O Tribunal Regional Federal da 3ª Região (TRF-3) negou o pedido de habeas corpus apresentado pela defesa do ex-secretário de Educação de Sumaré, José Aparecido Ribeiro Marin, investigado pela Polícia Federal na Operação Coffee Break.
Com a decisão da Justiça Federal, Marin continuará preso preventivamente, desde 13 de março, enquanto seguem as investigações sobre um suposto esquema de corrupção envolvendo contratos da Secretaria Municipal de Educação durante a gestão do ex-prefeito Luiz Dalben.
Considerado um dos homens de confiança e integrante do núcleo duro da administração Dalben, Marin ocupou posição estratégica dentro do governo municipal e tinha forte influência na área da Educação, setor que passou a ser alvo central da investigação federal.
O que a Polícia Federal investiga
Segundo a Polícia Federal, a Operação Coffee Break apura suspeitas de fraude em licitações, direcionamento de contratos, superfaturamento, desvio de recursos públicos e lavagem de dinheiro ligados à Secretaria de Educação de Sumaré.
A investigação aponta indícios de contratação irregular de serviços e possível atuação de um grupo organizado para beneficiar empresas em contratos públicos da Prefeitura.
Além de Marin, empresários e outros agentes públicos também passaram a ser investigados ao longo das fases da operação.
Os investigados poderão responder por crimes como:
Os investigados poderão responder por crimes como:
- Corrupção ativa e passiva
- Peculato
- Fraude em licitação
- Lavagem de dinheiro
- Contratação direta ilegal
- Organização criminosa
- Prisão e apreensões
Marin foi preso pela Polícia Federal em março deste ano durante a quarta fase da Operação Coffee Break, que cumpriu mandados em cidades como Sumaré, Campinas, Americana, Jundiaí e Itu.

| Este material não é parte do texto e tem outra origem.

#![no_main]

use std::time::Duration;

use arbitrary::Arbitrary;
use dbpool::Backoff;
use libfuzzer_sys::fuzz_target;

#[derive(Debug, Arbitrary)]
struct Input {
    strategy: u8,
    base_ms: u32,
    max_ms: u32,
    multiplier: f64,
    jitter: bool,
    retry: u32,
}

fuzz_target!(|input: Input| {
    let base = Duration::from_millis(u64::from(input.base_ms));
    let max = Duration::from_millis(u64::from(input.max_ms));

    let backoff = match input.strategy % 3 {
        0 => Backoff::fixed(base),
        1 => Backoff::linear(base),
        _ => Backoff::exponential(base).multiplier(input.multiplier),
    }
    .max_delay(max)
    .jitter(input.jitter);

    let delay = backoff.delay_for(input.retry);
    if input.retry == 0 {
        assert_eq!(delay, Duration::ZERO);
    }
    assert!(delay <= max + Duration::from_nanos(1), "{delay:?} exceeds cap {max:?}");
});
#![no_main]

use dbpool::ConnectOptions;
use libfuzzer_sys::fuzz_target;

fuzz_target!(|data: &[u8]| {
    if let Ok(s) = std::str::from_utf8(data) {
        if let Ok(options) = ConnectOptions::from_connection_string(s) {
            // Parsed options must always render an address and a redacted Debug.
            let _ = options.address();
            let _ = format!("{options:?}");
        }
    }
});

Em janeiro deste ano, durante uma das etapas da investigação, policiais federais apreenderam 11 armas de fogo e cerca de 400 munições em um imóvel ligado ao ex-secretário em Sumaré.
As apreensões passaram a integrar o material analisado pela investigação federal.
Defesa aguarda decisão completa
A defesa do ex-secretário informou que teve conhecimento da negativa do habeas corpus, mas afirmou que ainda aguarda acesso à íntegra da decisão judicial para analisar os fundamentos utilizados pelo TRF-3.
Já o ex-prefeito Luiz Dalben declarou anteriormente que tomou conhecimento das investigações pela imprensa e afirmou que sua administração atuou com base nos princípios da legalidade e moralidade administrativa.